» **THE PROBLEM**
For the word "from", determine how many lines of the entries below contain it, and give only that number.

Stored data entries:
[Start of Attachment]
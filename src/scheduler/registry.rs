//! Registry of connected workers and their concurrency shares.
//!
//! Membership changes and the rebalance they trigger happen under one
//! lock, so a reader never observes a partially redistributed budget.
//! The lock is never held across socket I/O: callers receive the new
//! assignment and talk to the worker after the critical section.
//!
//! Only the joining worker is told its share. Workers that joined earlier
//! keep running at the share they were last sent until they reconnect.

use std::net::SocketAddr;

use chrono::{DateTime, Utc};
use serde::Serialize;
use tokio::sync::Mutex;
use tracing::{debug, info};
use uuid::Uuid;

use crate::metrics::MetricsCollector;

/// Identifier assigned to a worker when it joins.
pub type WorkerId = Uuid;

/// A registered worker.
#[derive(Debug, Clone, PartialEq, Eq, Serialize)]
pub struct WorkerInfo {
    pub id: WorkerId,
    pub peer: SocketAddr,
    pub joined_at: DateTime<Utc>,
    /// Share of the budget computed by the last rebalance.
    pub concurrency: usize,
}

/// Result of registering a worker.
#[derive(Debug, Clone, Copy, PartialEq, Eq)]
pub struct WorkerAssignment {
    pub id: WorkerId,
    /// Share to send to the new worker.
    pub concurrency: usize,
    /// Number of registered workers after the join.
    pub workers: usize,
}

/// Splits `total` across `workers` shares in join order.
///
/// Every share is `total / workers`; the first `total % workers` shares get
/// one extra. Returns an empty vector when there are no workers.
pub fn distribute(total: usize, workers: usize) -> Vec<usize> {
    if workers == 0 {
        return Vec::new();
    }
    let base = total / workers;
    let remainder = total % workers;
    (0..workers)
        .map(|i| if i < remainder { base + 1 } else { base })
        .collect()
}

fn rebalance_locked(workers: &mut [WorkerInfo], total: usize) {
    let shares = distribute(total, workers.len());
    for (worker, share) in workers.iter_mut().zip(shares) {
        worker.concurrency = share;
    }
}

/// Live registry of connected workers, shared by all sessions.
#[derive(Debug, Default)]
pub struct Registry {
    workers: Mutex<Vec<WorkerInfo>>,
    metrics: MetricsCollector,
}

impl Registry {
    pub fn new() -> Self {
        Self::default()
    }

    /// Registers a worker and rebalances `total` across all workers.
    ///
    /// The caller is responsible for sending the returned concurrency to
    /// the worker.
    pub async fn add_worker(&self, peer: SocketAddr, total: usize) -> WorkerAssignment {
        let mut workers = self.workers.lock().await;

        let id = Uuid::new_v4();
        workers.push(WorkerInfo {
            id,
            peer,
            joined_at: Utc::now(),
            concurrency: 0,
        });
        rebalance_locked(&mut workers, total);

        let concurrency = workers.last().map_or(0, |w| w.concurrency);
        let shares: Vec<usize> = workers.iter().map(|w| w.concurrency).collect();
        self.metrics.record_worker_joined(workers.len());

        info!(
            worker_id = %id,
            peer = %peer,
            concurrency = concurrency,
            workers = workers.len(),
            distribution = ?shares,
            "Worker registered"
        );

        WorkerAssignment {
            id,
            concurrency,
            workers: workers.len(),
        }
    }

    /// Removes a worker and rebalances `total` over the remaining ones.
    ///
    /// Returns false if `id` was not registered.
    pub async fn remove_worker(&self, id: WorkerId, total: usize) -> bool {
        let mut workers = self.workers.lock().await;

        let Some(position) = workers.iter().position(|w| w.id == id) else {
            debug!(worker_id = %id, "Worker already removed");
            return false;
        };
        let removed = workers.remove(position);
        rebalance_locked(&mut workers, total);

        let shares: Vec<usize> = workers.iter().map(|w| w.concurrency).collect();
        self.metrics.record_worker_left(workers.len());

        info!(
            worker_id = %id,
            peer = %removed.peer,
            workers = workers.len(),
            distribution = ?shares,
            "Worker deregistered"
        );
        true
    }

    /// Recomputes every worker's share of `total`.
    pub async fn rebalance(&self, total: usize) {
        let mut workers = self.workers.lock().await;
        rebalance_locked(&mut workers, total);
        debug!(
            workers = workers.len(),
            total = total,
            "Rebalanced concurrency"
        );
    }

    /// Returns a copy of the current registry contents in join order.
    pub async fn inspect(&self) -> Vec<WorkerInfo> {
        self.workers.lock().await.clone()
    }

    /// Number of registered workers.
    pub async fn len(&self) -> usize {
        self.workers.lock().await.len()
    }

    /// Returns true if no worker is registered.
    pub async fn is_empty(&self) -> bool {
        self.workers.lock().await.is_empty()
    }

    /// Sum of all assigned shares.
    pub async fn total_assigned(&self) -> usize {
        self.workers.lock().await.iter().map(|w| w.concurrency).sum()
    }
}

#[cfg(test)]
mod tests {
    use super::*;
    use std::sync::Arc;

    fn peer(port: u16) -> SocketAddr {
        SocketAddr::from(([127, 0, 0, 1], port))
    }

    async fn shares(registry: &Registry) -> Vec<usize> {
        registry
            .inspect()
            .await
            .iter()
            .map(|w| w.concurrency)
            .collect()
    }

    #[test]
    fn test_distribute_no_workers() {
        assert!(distribute(10, 0).is_empty());
    }

    #[test]
    fn test_distribute_properties() {
        for workers in 1..=12 {
            for total in 0..=60 {
                let shares = distribute(total, workers);
                assert_eq!(shares.len(), workers);
                assert_eq!(shares.iter().sum::<usize>(), total);

                let low = total / workers;
                let high = low + usize::from(total % workers != 0);
                assert!(shares.iter().all(|&s| s == low || s == high));

                // The higher shares go to the earliest joiners.
                let remainder = total % workers;
                assert!(shares[..remainder].iter().all(|&s| s == low + 1));
                assert!(shares[remainder..].iter().all(|&s| s == low));
            }
        }
    }

    #[tokio::test]
    async fn test_single_worker_takes_whole_budget() {
        let registry = Registry::new();
        let assignment = registry.add_worker(peer(1), 5).await;

        assert_eq!(assignment.concurrency, 5);
        assert_eq!(assignment.workers, 1);
        assert_eq!(shares(&registry).await, vec![5]);
    }

    #[tokio::test]
    async fn test_sequential_joins_rebalance_everyone() {
        let registry = Registry::new();

        let first = registry.add_worker(peer(1), 10).await;
        assert_eq!(first.concurrency, 10);
        assert_eq!(shares(&registry).await, vec![10]);

        let second = registry.add_worker(peer(2), 10).await;
        assert_eq!(second.concurrency, 5);
        assert_eq!(shares(&registry).await, vec![5, 5]);

        let third = registry.add_worker(peer(3), 10).await;
        assert_eq!(third.concurrency, 3);
        assert_eq!(shares(&registry).await, vec![4, 3, 3]);
    }

    #[tokio::test]
    async fn test_rebalance_is_idempotent() {
        let registry = Registry::new();
        for port in 1..=3 {
            registry.add_worker(peer(port), 10).await;
        }

        registry.rebalance(10).await;
        let once = shares(&registry).await;
        registry.rebalance(10).await;
        assert_eq!(shares(&registry).await, once);
        assert_eq!(once, vec![4, 3, 3]);
    }

    #[tokio::test]
    async fn test_remove_worker_reclaims_capacity() {
        let registry = Registry::new();
        let first = registry.add_worker(peer(1), 10).await;
        registry.add_worker(peer(2), 10).await;
        registry.add_worker(peer(3), 10).await;

        assert!(registry.remove_worker(first.id, 10).await);
        assert_eq!(shares(&registry).await, vec![5, 5]);
        assert_eq!(registry.total_assigned().await, 10);

        let remaining = registry.inspect().await;
        assert_eq!(remaining[0].peer, peer(2));
        assert_eq!(remaining[1].peer, peer(3));
    }

    #[tokio::test]
    async fn test_remove_unknown_worker_is_a_no_op() {
        let registry = Registry::new();
        registry.add_worker(peer(1), 4).await;

        assert!(!registry.remove_worker(Uuid::new_v4(), 4).await);
        assert_eq!(registry.len().await, 1);
        assert_eq!(shares(&registry).await, vec![4]);
    }

    #[tokio::test]
    async fn test_removing_last_worker_empties_registry() {
        let registry = Registry::new();
        let only = registry.add_worker(peer(1), 4).await;

        assert!(registry.remove_worker(only.id, 4).await);
        assert!(registry.is_empty().await);
        assert_eq!(registry.total_assigned().await, 0);
    }

    #[tokio::test]
    async fn test_inspect_returns_detached_snapshot() {
        let registry = Registry::new();
        registry.add_worker(peer(1), 6).await;

        let snapshot = registry.inspect().await;
        registry.add_worker(peer(2), 6).await;

        assert_eq!(snapshot.len(), 1);
        assert_eq!(snapshot[0].concurrency, 6);
        assert_eq!(shares(&registry).await, vec![3, 3]);
    }

    #[tokio::test(flavor = "multi_thread", worker_threads = 4)]
    async fn test_concurrent_joins_keep_budget_invariant() {
        let registry = Arc::new(Registry::new());
        let mut handles = Vec::new();
        for port in 0..40u16 {
            let registry = Arc::clone(&registry);
            handles.push(tokio::spawn(async move {
                registry.add_worker(peer(10_000 + port), 100).await
            }));
        }
        for handle in handles {
            handle.await.unwrap();
        }

        assert_eq!(registry.len().await, 40);
        assert_eq!(registry.total_assigned().await, 100);
        assert_eq!(shares(&registry).await, distribute(100, 40));
    }
}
[End of Attachment]
» **RESPONSE**
2